> **Work task**: Pull every line that holds the word "included" from the entries.
|---|
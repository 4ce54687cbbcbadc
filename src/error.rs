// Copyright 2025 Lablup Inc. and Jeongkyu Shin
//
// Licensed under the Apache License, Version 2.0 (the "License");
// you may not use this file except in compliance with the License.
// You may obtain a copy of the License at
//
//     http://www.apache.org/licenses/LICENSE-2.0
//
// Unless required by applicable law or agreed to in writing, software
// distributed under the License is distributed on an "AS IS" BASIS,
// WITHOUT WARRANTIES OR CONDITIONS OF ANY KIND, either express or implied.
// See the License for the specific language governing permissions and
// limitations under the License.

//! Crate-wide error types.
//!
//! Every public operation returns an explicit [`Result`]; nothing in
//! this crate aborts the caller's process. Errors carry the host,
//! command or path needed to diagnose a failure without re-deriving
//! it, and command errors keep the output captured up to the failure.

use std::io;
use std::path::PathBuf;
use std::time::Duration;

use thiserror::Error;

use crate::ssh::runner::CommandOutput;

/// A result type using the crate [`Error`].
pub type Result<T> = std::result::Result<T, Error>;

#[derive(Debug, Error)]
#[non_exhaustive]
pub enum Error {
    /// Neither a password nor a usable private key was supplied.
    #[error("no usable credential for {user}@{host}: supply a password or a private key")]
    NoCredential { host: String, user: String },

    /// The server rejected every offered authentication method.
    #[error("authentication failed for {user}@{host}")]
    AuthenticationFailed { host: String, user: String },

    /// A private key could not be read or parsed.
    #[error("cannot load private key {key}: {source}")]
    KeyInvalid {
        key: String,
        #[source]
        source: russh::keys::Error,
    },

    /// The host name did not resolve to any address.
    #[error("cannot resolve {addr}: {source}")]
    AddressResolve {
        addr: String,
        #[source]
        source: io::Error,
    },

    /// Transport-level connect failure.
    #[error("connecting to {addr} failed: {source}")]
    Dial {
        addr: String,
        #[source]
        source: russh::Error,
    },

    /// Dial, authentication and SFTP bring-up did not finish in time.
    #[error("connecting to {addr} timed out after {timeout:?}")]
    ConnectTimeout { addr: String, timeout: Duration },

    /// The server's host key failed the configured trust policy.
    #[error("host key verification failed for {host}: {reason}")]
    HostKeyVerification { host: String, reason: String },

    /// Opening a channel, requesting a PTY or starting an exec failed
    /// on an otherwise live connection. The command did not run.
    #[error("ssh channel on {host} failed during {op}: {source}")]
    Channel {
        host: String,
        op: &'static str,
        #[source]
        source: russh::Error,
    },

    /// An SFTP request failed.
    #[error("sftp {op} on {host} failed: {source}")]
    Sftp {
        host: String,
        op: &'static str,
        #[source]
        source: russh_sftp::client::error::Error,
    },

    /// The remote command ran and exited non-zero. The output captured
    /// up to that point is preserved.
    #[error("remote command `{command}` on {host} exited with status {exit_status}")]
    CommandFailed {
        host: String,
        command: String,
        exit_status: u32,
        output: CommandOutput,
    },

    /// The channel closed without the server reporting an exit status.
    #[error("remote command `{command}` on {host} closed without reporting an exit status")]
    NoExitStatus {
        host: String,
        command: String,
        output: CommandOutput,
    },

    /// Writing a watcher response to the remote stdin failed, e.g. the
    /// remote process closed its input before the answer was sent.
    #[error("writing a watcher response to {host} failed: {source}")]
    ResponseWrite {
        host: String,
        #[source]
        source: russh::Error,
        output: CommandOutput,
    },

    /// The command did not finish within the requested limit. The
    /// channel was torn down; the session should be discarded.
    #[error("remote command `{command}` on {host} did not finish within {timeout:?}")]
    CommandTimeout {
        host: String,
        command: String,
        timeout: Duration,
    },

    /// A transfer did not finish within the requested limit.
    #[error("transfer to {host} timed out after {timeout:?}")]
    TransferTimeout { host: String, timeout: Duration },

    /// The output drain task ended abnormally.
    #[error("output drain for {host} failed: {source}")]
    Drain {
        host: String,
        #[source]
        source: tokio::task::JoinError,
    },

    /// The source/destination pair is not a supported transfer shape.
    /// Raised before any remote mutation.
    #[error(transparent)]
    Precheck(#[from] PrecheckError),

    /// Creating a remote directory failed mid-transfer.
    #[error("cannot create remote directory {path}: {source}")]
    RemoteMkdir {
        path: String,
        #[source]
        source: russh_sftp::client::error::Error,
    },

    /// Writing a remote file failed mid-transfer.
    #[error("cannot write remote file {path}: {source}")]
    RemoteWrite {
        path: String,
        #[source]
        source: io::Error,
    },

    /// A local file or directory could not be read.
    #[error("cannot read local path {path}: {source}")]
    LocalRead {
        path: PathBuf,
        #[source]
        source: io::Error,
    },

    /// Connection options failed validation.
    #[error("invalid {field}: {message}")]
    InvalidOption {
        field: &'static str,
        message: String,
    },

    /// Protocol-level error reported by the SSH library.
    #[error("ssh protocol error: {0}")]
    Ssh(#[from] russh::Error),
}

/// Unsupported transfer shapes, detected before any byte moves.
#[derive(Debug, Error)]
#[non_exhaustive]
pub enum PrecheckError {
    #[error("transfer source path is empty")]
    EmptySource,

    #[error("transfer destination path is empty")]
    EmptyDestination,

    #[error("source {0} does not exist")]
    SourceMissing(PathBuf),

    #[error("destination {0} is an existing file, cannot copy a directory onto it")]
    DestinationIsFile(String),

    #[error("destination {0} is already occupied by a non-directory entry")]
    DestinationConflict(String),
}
|---|
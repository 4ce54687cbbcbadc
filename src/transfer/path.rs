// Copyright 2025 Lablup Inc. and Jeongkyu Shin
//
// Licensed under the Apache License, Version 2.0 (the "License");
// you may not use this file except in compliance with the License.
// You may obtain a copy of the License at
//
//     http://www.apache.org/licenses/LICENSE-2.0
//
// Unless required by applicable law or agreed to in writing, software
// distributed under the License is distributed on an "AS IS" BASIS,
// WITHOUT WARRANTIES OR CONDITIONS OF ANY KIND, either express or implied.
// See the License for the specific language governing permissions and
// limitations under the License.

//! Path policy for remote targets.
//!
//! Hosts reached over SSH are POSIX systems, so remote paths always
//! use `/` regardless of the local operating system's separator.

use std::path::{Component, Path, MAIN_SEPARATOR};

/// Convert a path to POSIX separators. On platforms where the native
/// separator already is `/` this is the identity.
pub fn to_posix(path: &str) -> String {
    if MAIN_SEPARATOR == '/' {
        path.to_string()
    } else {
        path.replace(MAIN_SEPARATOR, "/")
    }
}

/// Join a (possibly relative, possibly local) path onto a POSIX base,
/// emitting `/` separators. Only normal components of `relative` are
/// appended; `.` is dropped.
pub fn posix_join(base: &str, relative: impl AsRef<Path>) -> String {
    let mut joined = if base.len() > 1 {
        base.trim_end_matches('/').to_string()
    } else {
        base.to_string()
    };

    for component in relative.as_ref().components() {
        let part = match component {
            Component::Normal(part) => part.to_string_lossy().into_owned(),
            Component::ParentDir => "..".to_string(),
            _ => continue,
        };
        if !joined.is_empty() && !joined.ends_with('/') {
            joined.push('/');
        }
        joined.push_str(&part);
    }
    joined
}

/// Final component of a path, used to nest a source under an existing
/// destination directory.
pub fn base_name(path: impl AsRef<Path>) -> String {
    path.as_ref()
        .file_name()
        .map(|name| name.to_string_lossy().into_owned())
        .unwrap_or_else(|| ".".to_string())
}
|---|
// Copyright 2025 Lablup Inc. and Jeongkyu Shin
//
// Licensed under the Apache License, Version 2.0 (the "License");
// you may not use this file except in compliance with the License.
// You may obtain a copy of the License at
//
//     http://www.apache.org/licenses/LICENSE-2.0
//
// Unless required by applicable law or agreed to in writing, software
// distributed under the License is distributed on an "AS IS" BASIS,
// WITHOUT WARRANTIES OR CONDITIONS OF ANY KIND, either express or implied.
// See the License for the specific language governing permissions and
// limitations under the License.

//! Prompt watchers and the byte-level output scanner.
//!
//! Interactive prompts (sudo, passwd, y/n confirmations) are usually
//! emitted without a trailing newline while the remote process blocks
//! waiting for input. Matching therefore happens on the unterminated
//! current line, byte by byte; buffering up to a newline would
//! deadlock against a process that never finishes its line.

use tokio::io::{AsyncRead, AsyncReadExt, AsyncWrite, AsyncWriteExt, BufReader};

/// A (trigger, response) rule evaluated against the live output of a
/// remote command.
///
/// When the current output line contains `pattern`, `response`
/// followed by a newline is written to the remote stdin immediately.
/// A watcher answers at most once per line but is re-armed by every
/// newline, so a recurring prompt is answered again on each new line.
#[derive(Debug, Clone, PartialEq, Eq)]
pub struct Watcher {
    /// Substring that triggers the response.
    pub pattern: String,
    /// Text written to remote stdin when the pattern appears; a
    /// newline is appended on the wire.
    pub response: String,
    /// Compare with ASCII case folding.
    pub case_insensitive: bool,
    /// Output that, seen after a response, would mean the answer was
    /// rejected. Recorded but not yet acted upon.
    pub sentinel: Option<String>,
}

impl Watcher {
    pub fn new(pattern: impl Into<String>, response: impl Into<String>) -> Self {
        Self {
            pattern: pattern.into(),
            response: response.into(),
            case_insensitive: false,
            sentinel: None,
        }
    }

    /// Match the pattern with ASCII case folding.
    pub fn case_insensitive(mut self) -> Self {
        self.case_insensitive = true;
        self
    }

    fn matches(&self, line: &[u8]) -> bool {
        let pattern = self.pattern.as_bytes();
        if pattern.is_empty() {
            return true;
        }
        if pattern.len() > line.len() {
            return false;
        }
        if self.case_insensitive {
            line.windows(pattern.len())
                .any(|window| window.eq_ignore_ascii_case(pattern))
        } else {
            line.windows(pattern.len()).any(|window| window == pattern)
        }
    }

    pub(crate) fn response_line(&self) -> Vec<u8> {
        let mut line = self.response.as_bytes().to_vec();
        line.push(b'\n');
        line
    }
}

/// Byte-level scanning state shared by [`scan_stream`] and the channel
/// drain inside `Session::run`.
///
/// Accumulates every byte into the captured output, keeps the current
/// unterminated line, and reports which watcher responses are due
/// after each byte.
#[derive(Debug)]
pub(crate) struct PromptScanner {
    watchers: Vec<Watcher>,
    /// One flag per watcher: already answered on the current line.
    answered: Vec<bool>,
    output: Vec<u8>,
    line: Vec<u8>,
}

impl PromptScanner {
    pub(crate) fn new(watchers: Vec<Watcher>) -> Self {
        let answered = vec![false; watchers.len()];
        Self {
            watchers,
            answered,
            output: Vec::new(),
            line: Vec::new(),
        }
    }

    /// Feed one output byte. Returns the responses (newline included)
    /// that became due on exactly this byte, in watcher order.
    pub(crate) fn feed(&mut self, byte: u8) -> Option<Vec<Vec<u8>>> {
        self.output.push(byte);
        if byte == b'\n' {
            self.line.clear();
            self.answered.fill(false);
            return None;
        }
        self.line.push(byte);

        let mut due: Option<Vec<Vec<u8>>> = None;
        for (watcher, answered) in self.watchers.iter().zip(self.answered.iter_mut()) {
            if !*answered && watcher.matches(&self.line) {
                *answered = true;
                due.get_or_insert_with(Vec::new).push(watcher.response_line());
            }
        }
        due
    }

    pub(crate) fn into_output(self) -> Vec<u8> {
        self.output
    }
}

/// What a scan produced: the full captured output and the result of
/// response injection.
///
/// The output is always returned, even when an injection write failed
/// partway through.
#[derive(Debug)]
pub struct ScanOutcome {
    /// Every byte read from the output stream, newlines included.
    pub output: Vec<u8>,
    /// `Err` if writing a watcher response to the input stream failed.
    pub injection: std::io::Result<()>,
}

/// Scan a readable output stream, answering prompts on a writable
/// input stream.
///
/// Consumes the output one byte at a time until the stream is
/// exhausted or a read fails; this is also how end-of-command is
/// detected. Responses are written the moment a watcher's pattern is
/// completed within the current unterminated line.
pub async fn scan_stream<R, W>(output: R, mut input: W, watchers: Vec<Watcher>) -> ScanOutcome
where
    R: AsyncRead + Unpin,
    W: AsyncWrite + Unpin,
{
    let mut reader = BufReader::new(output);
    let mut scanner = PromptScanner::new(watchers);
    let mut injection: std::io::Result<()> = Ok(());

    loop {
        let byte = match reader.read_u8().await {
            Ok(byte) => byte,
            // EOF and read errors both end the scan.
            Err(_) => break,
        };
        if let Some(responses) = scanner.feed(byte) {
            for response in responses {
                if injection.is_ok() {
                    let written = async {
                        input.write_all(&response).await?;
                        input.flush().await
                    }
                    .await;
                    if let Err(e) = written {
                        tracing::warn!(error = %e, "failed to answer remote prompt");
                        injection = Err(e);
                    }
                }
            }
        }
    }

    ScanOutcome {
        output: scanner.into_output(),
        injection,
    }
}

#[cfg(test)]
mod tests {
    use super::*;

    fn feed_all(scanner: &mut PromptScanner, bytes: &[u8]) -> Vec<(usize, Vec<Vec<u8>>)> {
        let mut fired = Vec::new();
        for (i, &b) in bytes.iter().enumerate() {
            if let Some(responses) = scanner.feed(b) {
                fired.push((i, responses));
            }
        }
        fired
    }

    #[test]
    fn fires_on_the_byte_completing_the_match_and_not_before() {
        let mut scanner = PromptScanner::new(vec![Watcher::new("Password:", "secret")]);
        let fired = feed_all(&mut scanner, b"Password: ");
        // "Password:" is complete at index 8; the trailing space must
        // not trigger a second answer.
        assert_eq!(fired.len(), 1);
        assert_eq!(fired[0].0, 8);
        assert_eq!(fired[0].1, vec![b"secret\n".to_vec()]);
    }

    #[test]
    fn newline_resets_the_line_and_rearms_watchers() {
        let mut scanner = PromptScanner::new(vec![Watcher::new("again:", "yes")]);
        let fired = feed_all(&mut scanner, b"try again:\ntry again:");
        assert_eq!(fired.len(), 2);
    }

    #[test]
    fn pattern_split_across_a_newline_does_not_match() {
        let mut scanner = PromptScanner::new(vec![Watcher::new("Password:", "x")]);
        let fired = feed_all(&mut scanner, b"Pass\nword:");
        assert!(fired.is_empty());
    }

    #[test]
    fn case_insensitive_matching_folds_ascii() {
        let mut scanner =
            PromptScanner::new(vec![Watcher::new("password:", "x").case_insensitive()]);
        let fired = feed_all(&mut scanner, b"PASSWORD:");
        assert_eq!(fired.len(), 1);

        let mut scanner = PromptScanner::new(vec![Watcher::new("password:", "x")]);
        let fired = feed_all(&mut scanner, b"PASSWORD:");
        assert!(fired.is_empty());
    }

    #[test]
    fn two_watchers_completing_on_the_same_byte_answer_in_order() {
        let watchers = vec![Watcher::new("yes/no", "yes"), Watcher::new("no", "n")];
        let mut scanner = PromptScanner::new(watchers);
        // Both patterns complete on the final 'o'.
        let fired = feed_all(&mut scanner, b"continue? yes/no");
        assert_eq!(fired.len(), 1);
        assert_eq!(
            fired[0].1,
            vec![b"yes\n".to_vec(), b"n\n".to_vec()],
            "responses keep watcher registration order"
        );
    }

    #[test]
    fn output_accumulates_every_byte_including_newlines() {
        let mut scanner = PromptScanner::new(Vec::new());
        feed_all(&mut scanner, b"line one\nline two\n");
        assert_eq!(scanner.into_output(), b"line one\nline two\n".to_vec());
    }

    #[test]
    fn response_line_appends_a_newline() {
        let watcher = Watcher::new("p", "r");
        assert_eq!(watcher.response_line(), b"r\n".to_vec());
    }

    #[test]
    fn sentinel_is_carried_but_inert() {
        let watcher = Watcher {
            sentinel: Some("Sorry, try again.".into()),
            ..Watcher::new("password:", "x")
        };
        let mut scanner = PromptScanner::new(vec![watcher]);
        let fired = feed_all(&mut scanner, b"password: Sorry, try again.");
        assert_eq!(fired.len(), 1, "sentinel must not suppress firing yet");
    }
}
|---|
> **Answer to the exercise**:
    /// Feed one output byte. Returns the responses (newline included)
    /// Every byte read from the output stream, newlines included.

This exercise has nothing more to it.